(Saved data entries)
..............................
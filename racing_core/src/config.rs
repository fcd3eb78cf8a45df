//! Fixed rules of the race.
//!
//! These are system constants, not per-race parameters.

/// Fewest racers a roster may hold (inclusive).
pub const MIN_RACERS: usize = 2;

/// Most racers a roster may hold (inclusive).
pub const MAX_RACERS: usize = 10;

/// Inclusive upper bound of a single draw; draws fall in `[0, MAX_RANDOM_NUMBER]`.
pub const MAX_RANDOM_NUMBER: u32 = 9;

/// Minimum drawn value that moves a racer forward.
pub const ADVANCE_THRESHOLD: u32 = 4;

// Compile-time sanity checks on the rule set.
const _: () = assert!(MIN_RACERS >= 1);
const _: () = assert!(MIN_RACERS <= MAX_RACERS);
const _: () = assert!(ADVANCE_THRESHOLD <= MAX_RANDOM_NUMBER);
..............................
• _Problem to work on_:
All of the entries are to be transcribed exactly.

• _Written reply_:
filename racing_core/src/config.rs
repository fcd3eb78cf8a45df
//! Fixed rules of the race.
//!
//! These are system constants, not per-race parameters.

/// Fewest racers a roster may hold (inclusive).
pub const MIN_RACERS: usize = 2;

/// Most racers a roster may hold (inclusive).
pub const MAX_RACERS: usize = 10;

/// Inclusive upper bound of a single draw; draws fall in `[0, MAX_RANDOM_NUMBER]`.
pub const MAX_RANDOM_NUMBER: u32 = 9;

/// Minimum drawn value that moves a racer forward.
pub const ADVANCE_THRESHOLD: u32 = 4;

// Compile-time sanity checks on the rule set.
const _: () = assert!(MIN_RACERS >= 1);
const _: () = assert!(MIN_RACERS <= MAX_RACERS);
const _: () = assert!(ADVANCE_THRESHOLD <= MAX_RANDOM_NUMBER);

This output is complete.